Special education teachers on the other hand, believe they MUST do standardized academic testing with each three-year re-evaluation of a special education student. (All the while complaining that they had so little time to do so.) I tried to convince them that the class work and district testing provided more relevant information that they could actually apply to helping the student. Could not convince them as they ‘needed’ those numbers – which were irrelevant – for the report to be complete.

27. Member
kedavis
@kedavis

Dr. Bastiat: But it’s easier to study these things than to fix them.

If they fixed them, a lot of people would be out of work. Pay me big bucks to solve a problem, with no accountability, and see if it ever gets solved.

No, pay ME to do it!

28. Member
Randy Webster
@RandyWebster

Henry Racette (View Comment):
In the 1960s, Daniel Moynihan saw the self-destruction of the black family as a problem to be fixed before it created the situation we are in today.

A quibble.  It wasn’t self-destruction of the black family; it was government destruction of it.

29. Contributor
Henry Racette
@HenryRacette

Henry Racette (View Comment):
In the 1960s, Daniel Moynihan saw the self-destruction of the black family as a problem to be fixed before it created the situation we are in today.

A quibble. It wasn’t self-destruction of the black family; it was government destruction of it.

A fair quibble, and worth noting.

30. Member
Randy Webster
@RandyWebster

This reminds me of a story told by Moshe Rubenstein, the wonderful Professor Emeritus of problem solving at UCLA.

He was in Israel when his 85-year old father in law passed out in the orchard in the Kibbutz. As the older male family member, he became the contact person with the hostpital. The father in law was breathing fine, but was just out cold and would not wake up. The doctor wanted to do a spinal tap to see if there was blood in the spinal fluid. Moshe asked what would the doctor would do if he found blood. The doctor responded that the normal thing to do would be to operate to stop the bleeding. Moshe said, “What, you would do brain surgery on an 85-year old man?” The doctor responded, “No, I guess that wouldn’t make sense.”

There was no spinal tap test.

Moshe was, as you are, pointing out that you do test to guide your actions. If they won’t guide your actions, don’t do the tests.

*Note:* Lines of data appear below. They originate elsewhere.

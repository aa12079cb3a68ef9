//! Server-Sent-Events subscription endpoint.
//!
//! `GET /events?appId=<id>&catchUp=<bool>` streams task-level events. With
//! `catchUp=true` the healthy-task ring for the requested scope is replayed
//! before live delivery. The listener is attached to the bus *before* the
//! ring is read, so events occurring during subscription setup land in the
//! listener buffer instead of being lost; a subscriber may therefore see an
//! event twice, but never misses one.

use std::convert::Infallible;

use axum::extract::{Query, State};
use axum::http::StatusCode;
use axum::response::sse::{Event as SseEvent, KeepAlive, Sse};
use futures_util::stream::{self, Stream, StreamExt};
use osprey_events::Event;
use osprey_id::AppId;
use serde::Deserialize;
use tokio_stream::wrappers::ReceiverStream;
use tracing::debug;

use super::ApiState;

/// Query parameters for event subscription.
#[derive(Debug, Deserialize)]
pub struct EventsQuery {
    /// Restrict the stream to one application; empty means all.
    #[serde(rename = "appId")]
    pub app_id: Option<String>,
    /// Replay the healthy-task ring before live events.
    #[serde(rename = "catchUp")]
    pub catch_up: Option<bool>,
}

pub async fn stream_events(
    State(state): State<ApiState>,
    Query(query): Query<EventsQuery>,
) -> Result<Sse<impl Stream<Item = Result<SseEvent, Infallible>>>, (StatusCode, String)> {
    let filter: Option<AppId> = match query.app_id.as_deref().filter(|s| !s.is_empty()) {
        Some(raw) => Some(
            raw.parse()
                .map_err(|e| (StatusCode::BAD_REQUEST, format!("invalid appId: {e}")))?,
        ),
        None => None,
    };
    let catch_up = query.catch_up.unwrap_or(false);

    // Attach before replaying so nothing published during setup is lost.
    let subscription = state.bus.subscribe(filter.clone());
    debug!(listener = %subscription.id, ?filter, catch_up, "event subscriber attached");

    let history = if catch_up {
        state
            .scheduler
            .healthy_history(filter)
            .await
            .unwrap_or_default()
    } else {
        Vec::new()
    };

    let replay = stream::iter(history).map(|event| Ok(render(&event)));
    let live = ReceiverStream::new(subscription.rx).map(|event| Ok(render(&event)));

    Ok(Sse::new(replay.chain(live)).keep_alive(KeepAlive::default()))
}

fn render(event: &Event) -> SseEvent {
    let sse = SseEvent::default().event(event.kind());
    match serde_json::to_string(event) {
        Ok(json) => sse.data(json),
        Err(_) => sse.data("{}"),
    }
}
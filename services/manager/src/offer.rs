//! Resource offers from the cluster manager.
//!
//! Offers are ephemeral: they arrive from the master, are matched against
//! pending slots (possibly several per offer), and whatever is not consumed
//! is declined. The scheduler never stores an offer.

use osprey_id::{AgentId, OfferId};
use serde::{Deserialize, Serialize};

/// A typed offer attribute advertised by an agent.
#[derive(Debug, Clone, PartialEq, Serialize, Deserialize)]
pub struct Attribute {
    pub name: String,
    pub value: AttributeValue,
}

/// Attribute values; the constraint DSL only consults text attributes.
#[derive(Debug, Clone, PartialEq, Serialize, Deserialize)]
#[serde(rename_all = "snake_case")]
pub enum AttributeValue {
    Text(String),
    Scalar(f64),
}

/// A scalar resource request or advertisement.
#[derive(Debug, Clone, Copy, PartialEq, Default, Serialize, Deserialize)]
pub struct Resources {
    pub cpus: f64,
    pub mem: f64,
    pub disk: f64,
    pub gpus: f64,
}

impl Resources {
    /// True when `need` fits entirely within `self`.
    pub fn covers(&self, need: &Resources) -> bool {
        self.cpus >= need.cpus && self.mem >= need.mem && self.disk >= need.disk && self.gpus >= need.gpus
    }

    /// Subtracts `used` from this advertisement.
    pub fn deduct(&mut self, used: &Resources) {
        self.cpus -= used.cpus;
        self.mem -= used.mem;
        self.disk -= used.disk;
        self.gpus -= used.gpus;
    }
}

/// An inclusive port range advertised in an offer.
#[derive(Debug, Clone, Copy, PartialEq, Eq, Serialize, Deserialize)]
pub struct PortRange {
    pub begin: u16,
    pub end: u16,
}

/// A resource offer from one agent.
#[derive(Debug, Clone, PartialEq, Serialize, Deserialize)]
pub struct Offer {
    pub id: OfferId,
    pub agent_id: AgentId,
    pub hostname: String,
    pub resources: Resources,
    pub port_ranges: Vec<PortRange>,
    pub attributes: Vec<Attribute>,
}

impl Offer {
    /// Looks up the first text attribute with the given name.
    pub fn text_attr(&self, name: &str) -> Option<&str> {
        self.attributes.iter().find_map(|attr| match &attr.value {
            AttributeValue::Text(text) if attr.name == name => Some(text.as_str()),
            _ => None,
        })
    }
}

/// Mutable bookkeeping for one offer while it is matched against slots.
///
/// Matching may place several slots on one offer; the account tracks what
/// remains so later slots only see the leftovers.
#[derive(Debug)]
pub struct OfferAccount<'a> {
    pub offer: &'a Offer,
    remaining: Resources,
    free_ports: Vec<u16>,
}

impl<'a> OfferAccount<'a> {
    pub fn new(offer: &'a Offer) -> Self {
        let mut free_ports = Vec::new();
        for range in &offer.port_ranges {
            free_ports.extend(range.begin..=range.end);
        }
        Self {
            offer,
            remaining: offer.resources,
            free_ports,
        }
    }

    /// Whether the remaining resources cover `need` plus `nports` ports.
    pub fn can_fit(&self, need: &Resources, nports: usize) -> bool {
        self.remaining.covers(need) && self.free_ports.len() >= nports
    }

    /// Consumes `need` plus `nports` ports, returning the assigned ports.
    pub fn take(&mut self, need: &Resources, nports: usize) -> Option<Vec<u16>> {
        if !self.can_fit(need, nports) {
            return None;
        }
        self.remaining.deduct(need);
        Some(self.free_ports.drain(..nports).collect())
    }

    /// Remaining resources not yet consumed by matched slots.
    pub fn remaining(&self) -> &Resources {
        &self.remaining
    }

    /// True when no slot consumed anything from this offer.
    pub fn untouched(&self) -> bool {
        self.remaining == self.offer.resources
            && self.free_ports.len()
                == self
                    .offer
                    .port_ranges
                    .iter()
                    .map(|r| (r.end - r.begin) as usize + 1)
                    .sum::<usize>()
    }
}
//! Exponential backoff for driver reconnects.

use std::time::Duration;

use rand::Rng;

/// Exponential backoff configuration.
#[derive(Debug, Clone)]
pub struct BackoffPolicy {
    /// Base delay for the first retry.
    pub base: Duration,

    /// Maximum delay.
    pub max: Duration,

    /// Jitter factor (0.0 to 1.0).
    pub jitter: f64,
}

impl Default for BackoffPolicy {
    fn default() -> Self {
        Self {
            base: Duration::from_millis(500),
            max: Duration::from_secs(30),
            jitter: 0.25,
        }
    }
}

impl BackoffPolicy {
    /// Calculate delay for the given attempt number.
    pub fn delay(&self, attempt: u32) -> Duration {
        let delay = self.base.as_millis() as f64 * 2.0_f64.powi(attempt.min(16) as i32);
        let delay = delay.min(self.max.as_millis() as f64);

        let jitter_range = delay * self.jitter;
        let jitter = if jitter_range > 0.0 {
            rand::thread_rng().gen_range(-jitter_range..=jitter_range)
        } else {
            0.0
        };

        Duration::from_millis((delay + jitter).max(0.0) as u64)
    }
}
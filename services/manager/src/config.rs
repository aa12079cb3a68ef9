//! Manager configuration (env-driven).

use std::time::Duration;

use anyhow::{Context, Result};

/// Scheduler configuration.
#[derive(Debug, Clone)]
pub struct ManagerConfig {
    /// Consecutive relaunches allowed for a slot before it is parked and an
    /// operator-attention event is emitted.
    pub restart_budget: u32,

    /// Per-application capacity of the healthy-task event ring served to
    /// catch-up subscribers.
    pub healthy_ring: usize,

    /// Refuse interval attached to declined offers so they return promptly.
    pub refuse_seconds: u64,

    /// Per-listener event bus buffer.
    pub event_buffer: usize,

    /// Default rolling-update batch size when a directive does not name one.
    pub update_batch: usize,

    /// Base delay for driver reconnect backoff.
    pub backoff_base: Duration,

    /// Maximum delay for driver reconnect backoff.
    pub backoff_max: Duration,

    /// Consecutive driver call failures tolerated before the connection is
    /// considered lost.
    pub driver_failure_budget: u32,

    /// Log level (trace, debug, info, warn, error).
    pub log_level: String,
}

impl Default for ManagerConfig {
    fn default() -> Self {
        Self {
            restart_budget: 3,
            healthy_ring: 64,
            refuse_seconds: 5,
            event_buffer: 256,
            update_batch: 1,
            backoff_base: Duration::from_millis(500),
            backoff_max: Duration::from_secs(30),
            driver_failure_budget: 3,
            log_level: "info".to_string(),
        }
    }
}

impl ManagerConfig {
    /// Load configuration from environment variables.
    pub fn from_env() -> Result<Self> {
        let defaults = Self::default();

        let restart_budget: u32 = std::env::var("OSPREY_RESTART_BUDGET")
            .ok()
            .map(|v| v.parse())
            .transpose()
            .context("OSPREY_RESTART_BUDGET must be an integer.")?
            .unwrap_or(defaults.restart_budget);

        let healthy_ring: usize = std::env::var("OSPREY_HEALTHY_RING")
            .ok()
            .map(|v| v.parse())
            .transpose()
            .context("OSPREY_HEALTHY_RING must be an integer.")?
            .unwrap_or(defaults.healthy_ring)
            .clamp(1, 4096);

        let refuse_seconds: u64 = std::env::var("OSPREY_REFUSE_SECONDS")
            .ok()
            .map(|v| v.parse())
            .transpose()
            .context("OSPREY_REFUSE_SECONDS must be an integer.")?
            .unwrap_or(defaults.refuse_seconds)
            .clamp(1, 300);

        let event_buffer: usize = std::env::var("OSPREY_EVENT_BUFFER")
            .ok()
            .map(|v| v.parse())
            .transpose()
            .context("OSPREY_EVENT_BUFFER must be an integer.")?
            .unwrap_or(defaults.event_buffer)
            .clamp(16, 65536);

        let update_batch: usize = std::env::var("OSPREY_UPDATE_BATCH")
            .ok()
            .map(|v| v.parse())
            .transpose()
            .context("OSPREY_UPDATE_BATCH must be an integer.")?
            .unwrap_or(defaults.update_batch)
            .max(1);

        let backoff_base_ms: u64 = std::env::var("OSPREY_BACKOFF_BASE_MS")
            .ok()
            .map(|v| v.parse())
            .transpose()
            .context("OSPREY_BACKOFF_BASE_MS must be an integer (milliseconds).")?
            .unwrap_or(defaults.backoff_base.as_millis() as u64)
            .max(50);

        let backoff_max_secs: u64 = std::env::var("OSPREY_BACKOFF_MAX_SECS")
            .ok()
            .map(|v| v.parse())
            .transpose()
            .context("OSPREY_BACKOFF_MAX_SECS must be an integer (seconds).")?
            .unwrap_or(defaults.backoff_max.as_secs())
            .max(1);

        let driver_failure_budget: u32 = std::env::var("OSPREY_DRIVER_FAILURE_BUDGET")
            .ok()
            .map(|v| v.parse())
            .transpose()
            .context("OSPREY_DRIVER_FAILURE_BUDGET must be an integer.")?
            .unwrap_or(defaults.driver_failure_budget)
            .max(1);

        let log_level =
            std::env::var("OSPREY_LOG_LEVEL").unwrap_or_else(|_| defaults.log_level.clone());

        Ok(Self {
            restart_budget,
            healthy_ring,
            refuse_seconds,
            event_buffer,
            update_batch,
            backoff_base: Duration::from_millis(backoff_base_ms),
            backoff_max: Duration::from_secs(backoff_max_secs),
            driver_failure_budget,
            log_level,
        })
    }
}
//! Typed ID definitions for all platform resources.

use serde::Deserialize;
use ulid::Ulid;

use crate::{define_opaque_id, IdError};

// =============================================================================
// Application Model
// =============================================================================

/// Maximum length of a user-chosen application ID.
pub const APP_ID_MAX_LEN: usize = 64;

/// A user-chosen application identifier.
///
/// App IDs are DNS-label-like: lowercase ASCII letters, digits, and interior
/// dashes, at most [`APP_ID_MAX_LEN`] characters. They are globally unique
/// within a registry and appear as the suffix of every [`TaskId`] the
/// application launches.
#[derive(Debug, Clone, PartialEq, Eq, PartialOrd, Ord, Hash, serde::Serialize)]
#[serde(transparent)]
pub struct AppId(String);

impl AppId {
    /// Parses and validates an application ID.
    pub fn parse(s: &str) -> Result<Self, IdError> {
        if s.is_empty() {
            return Err(IdError::Empty);
        }
        if s.len() > APP_ID_MAX_LEN {
            return Err(IdError::TooLong {
                id: s.to_string(),
                max: APP_ID_MAX_LEN,
            });
        }
        for ch in s.chars() {
            if !(ch.is_ascii_lowercase() || ch.is_ascii_digit() || ch == '-') {
                return Err(IdError::InvalidCharacter {
                    id: s.to_string(),
                    ch,
                });
            }
        }
        if s.starts_with('-') || s.ends_with('-') {
            return Err(IdError::InvalidFormat {
                message: format!("app ID '{s}' must not begin or end with a dash"),
            });
        }
        Ok(Self(s.to_string()))
    }

    /// Returns the ID as a string slice.
    #[must_use]
    pub fn as_str(&self) -> &str {
        &self.0
    }
}

impl std::fmt::Display for AppId {
    fn fmt(&self, f: &mut std::fmt::Formatter<'_>) -> std::fmt::Result {
        f.write_str(&self.0)
    }
}

impl std::str::FromStr for AppId {
    type Err = IdError;

    fn from_str(s: &str) -> Result<Self, Self::Err> {
        Self::parse(s)
    }
}

impl<'de> serde::Deserialize<'de> for AppId {
    fn deserialize<D>(deserializer: D) -> Result<Self, D::Error>
    where
        D: serde::Deserializer<'de>,
    {
        let s = String::deserialize(deserializer)?;
        Self::parse(&s).map_err(serde::de::Error::custom)
    }
}

impl AsRef<str> for AppId {
    fn as_ref(&self) -> &str {
        &self.0
    }
}

// =============================================================================
// Tasks
// =============================================================================

/// A task identifier: `{slot_index}-{incarnation}-{app_id}`.
///
/// The trailing `-{app_id}` is load-bearing: the routing plane attributes a
/// task to its application by checking that suffix, and the scheduler mints
/// every task ID in this shape. The incarnation counts launch attempts for
/// one slot, so each relaunch yields a distinct task ID.
#[derive(Debug, Clone, PartialEq, Eq, PartialOrd, Ord, Hash, serde::Serialize)]
#[serde(transparent)]
pub struct TaskId(String);

impl TaskId {
    /// Composes a task ID from its parts.
    pub fn compose(app_id: &AppId, slot_index: u32, incarnation: u64) -> Self {
        Self(format!("{slot_index}-{incarnation}-{app_id}"))
    }

    /// Parses a task ID, validating its three-part shape.
    pub fn parse(s: &str) -> Result<Self, IdError> {
        if s.is_empty() {
            return Err(IdError::Empty);
        }
        let mut parts = s.splitn(3, '-');
        let index = parts.next().unwrap_or_default();
        let incarnation = parts.next();
        let app = parts.next();

        if index.parse::<u32>().is_err() {
            return Err(IdError::InvalidFormat {
                message: format!("task ID '{s}' must begin with a slot index"),
            });
        }
        match incarnation {
            Some(inc) if inc.parse::<u64>().is_ok() => {}
            _ => {
                return Err(IdError::InvalidFormat {
                    message: format!("task ID '{s}' is missing an incarnation"),
                })
            }
        }
        match app {
            Some(app) => {
                AppId::parse(app)?;
            }
            None => {
                return Err(IdError::InvalidFormat {
                    message: format!("task ID '{s}' is missing an app ID suffix"),
                })
            }
        }
        Ok(Self(s.to_string()))
    }

    /// Returns the ID as a string slice.
    #[must_use]
    pub fn as_str(&self) -> &str {
        &self.0
    }

    /// Returns true if this task belongs to the given application.
    ///
    /// The check is the `-{app_id}` suffix rule relied on by both the
    /// scheduler (which mints IDs) and the routing plane (which parses them).
    #[must_use]
    pub fn belongs_to(&self, app_id: &AppId) -> bool {
        self.0
            .strip_suffix(app_id.as_str())
            .is_some_and(|head| head.ends_with('-'))
    }

    /// Returns the slot index encoded in the ID.
    #[must_use]
    pub fn slot_index(&self) -> Option<u32> {
        self.0.split('-').next()?.parse().ok()
    }

    /// Returns the incarnation encoded in the ID.
    #[must_use]
    pub fn incarnation(&self) -> Option<u64> {
        self.0.split('-').nth(1)?.parse().ok()
    }
}

impl std::fmt::Display for TaskId {
    fn fmt(&self, f: &mut std::fmt::Formatter<'_>) -> std::fmt::Result {
        f.write_str(&self.0)
    }
}

impl std::str::FromStr for TaskId {
    type Err = IdError;

    fn from_str(s: &str) -> Result<Self, Self::Err> {
        Self::parse(s)
    }
}

impl<'de> serde::Deserialize<'de> for TaskId {
    fn deserialize<D>(deserializer: D) -> Result<Self, D::Error>
    where
        D: serde::Deserializer<'de>,
    {
        let s = String::deserialize(deserializer)?;
        Self::parse(&s).map_err(serde::de::Error::custom)
    }
}

impl AsRef<str> for TaskId {
    fn as_ref(&self) -> &str {
        &self.0
    }
}

// =============================================================================
// Versions
// =============================================================================

/// A version identifier: the `ver_` marker followed by a ULID.
///
/// Version IDs are minted by the scheduler whenever an operator submits a
/// launch description; they are never derived from user input. Rolling
/// update and cancel-update decide whether a slot has converged by comparing
/// the slot's version ID against the target version's, so the only property
/// that matters operationally is cheap, unambiguous equality — the ULID
/// payload additionally keeps operator-facing listings in creation order.
#[derive(Debug, Clone, Copy, PartialEq, Eq, PartialOrd, Ord, Hash)]
pub struct VersionId(Ulid);

/// Marker prefixed to every version ID's string form.
const VERSION_MARKER: &str = "ver_";

impl VersionId {
    /// Mints a fresh version ID.
    #[must_use]
    pub fn new() -> Self {
        Self(Ulid::new())
    }

    /// Parses the `ver_{ulid}` string form back into an ID.
    pub fn parse(s: &str) -> Result<Self, IdError> {
        if s.is_empty() {
            return Err(IdError::Empty);
        }
        let Some(payload) = s.strip_prefix(VERSION_MARKER) else {
            return Err(IdError::WrongKind {
                input: s.to_string(),
                kind: "version",
            });
        };
        payload
            .parse::<Ulid>()
            .map(Self)
            .map_err(|e| IdError::BadUlid {
                input: s.to_string(),
                message: e.to_string(),
            })
    }
}

impl Default for VersionId {
    fn default() -> Self {
        Self::new()
    }
}

impl std::fmt::Display for VersionId {
    fn fmt(&self, f: &mut std::fmt::Formatter<'_>) -> std::fmt::Result {
        write!(f, "{VERSION_MARKER}{}", self.0)
    }
}

impl std::str::FromStr for VersionId {
    type Err = IdError;

    fn from_str(s: &str) -> Result<Self, Self::Err> {
        Self::parse(s)
    }
}

impl serde::Serialize for VersionId {
    fn serialize<S>(&self, serializer: S) -> Result<S::Ok, S::Error>
    where
        S: serde::Serializer,
    {
        serializer.collect_str(self)
    }
}

impl<'de> serde::Deserialize<'de> for VersionId {
    fn deserialize<D>(deserializer: D) -> Result<Self, D::Error>
    where
        D: serde::Deserializer<'de>,
    {
        let s = String::deserialize(deserializer)?;
        Self::parse(&s).map_err(serde::de::Error::custom)
    }
}

// =============================================================================
// Cluster Manager
// =============================================================================

define_opaque_id!(AgentId);
define_opaque_id!(OfferId);
define_opaque_id!(FrameworkId);

#[cfg(test)]
mod tests {
    use super::*;

    #[test]
    fn app_id_accepts_dns_labels() {
        assert!(AppId::parse("web").is_ok());
        assert!(AppId::parse("nginx0051").is_ok());
        assert!(AppId::parse("billing-api").is_ok());
    }

    #[test]
    fn app_id_rejects_bad_shapes() {
        assert!(matches!(AppId::parse(""), Err(IdError::Empty)));
        assert!(matches!(
            AppId::parse("Web"),
            Err(IdError::InvalidCharacter { ch: 'W', .. })
        ));
        assert!(matches!(
            AppId::parse("a b"),
            Err(IdError::InvalidCharacter { ch: ' ', .. })
        ));
        assert!(AppId::parse("-web").is_err());
        assert!(AppId::parse("web-").is_err());
        assert!(AppId::parse(&"a".repeat(65)).is_err());
    }

    #[test]
    fn task_id_compose_and_parse_roundtrip() {
        let app = AppId::parse("web").unwrap();
        let task = TaskId::compose(&app, 2, 7);
        assert_eq!(task.as_str(), "2-7-web");

        let reparsed = TaskId::parse(task.as_str()).unwrap();
        assert_eq!(reparsed, task);
        assert_eq!(reparsed.slot_index(), Some(2));
        assert_eq!(reparsed.incarnation(), Some(7));
    }

    #[test]
    fn task_id_suffix_attribution() {
        let app = AppId::parse("billing-api").unwrap();
        let task = TaskId::compose(&app, 0, 1);
        assert!(task.belongs_to(&app));
        assert!(!task.belongs_to(&AppId::parse("api").unwrap()));
        assert!(!task.belongs_to(&AppId::parse("billing").unwrap()));
    }

    #[test]
    fn task_id_rejects_malformed_input() {
        assert!(TaskId::parse("").is_err());
        assert!(TaskId::parse("web").is_err());
        assert!(TaskId::parse("x-1-web").is_err());
        assert!(TaskId::parse("0-y-web").is_err());
    }

    #[test]
    fn version_id_roundtrip() {
        let id = VersionId::new();
        let s = id.to_string();
        assert!(s.starts_with("ver_"));
        assert_eq!(VersionId::parse(&s).unwrap(), id);
    }

    #[test]
    fn version_id_rejects_foreign_strings() {
        assert!(matches!(VersionId::parse(""), Err(IdError::Empty)));
        // A different family's marker is not a version ID at all.
        assert!(matches!(
            VersionId::parse("app_01HV4Z2WQXKJNM8GPQY6VBKC3D"),
            Err(IdError::WrongKind { kind: "version", .. })
        ));
        // The marker alone is not enough; the payload must be a ULID.
        assert!(matches!(
            VersionId::parse("ver_not-a-ulid"),
            Err(IdError::BadUlid { .. })
        ));
    }

    #[test]
    fn opaque_ids_pass_through() {
        let agent = AgentId::new("mesos-agent-S1");
        assert_eq!(agent.as_str(), "mesos-agent-S1");
        assert!("".parse::<AgentId>().is_err());
    }

    #[test]
    fn serde_roundtrips() {
        let app = AppId::parse("web").unwrap();
        let json = serde_json::to_string(&app).unwrap();
        assert_eq!(json, "\"web\"");
        let back: AppId = serde_json::from_str(&json).unwrap();
        assert_eq!(back, app);

        let task = TaskId::compose(&app, 1, 1);
        let json = serde_json::to_string(&task).unwrap();
        let back: TaskId = serde_json::from_str(&json).unwrap();
        assert_eq!(back, task);
    }
}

I got a screw run into my finger on the job one time.  I went to the ER because I couldn’t remember how long it had been since I’d had a tetanus shot. The ER doc was bound and determined to do an X-ray.  I asked what the X-ray would tell us.  He said it would tell us if the bone had been hit or not.  I asked what that would tell us.  He said it would tell us how long it would take to heal.  I asked, don’t you think I’ll find that out anyway?  He knew it was Workman’s Comp, and was just trying to generate revenue.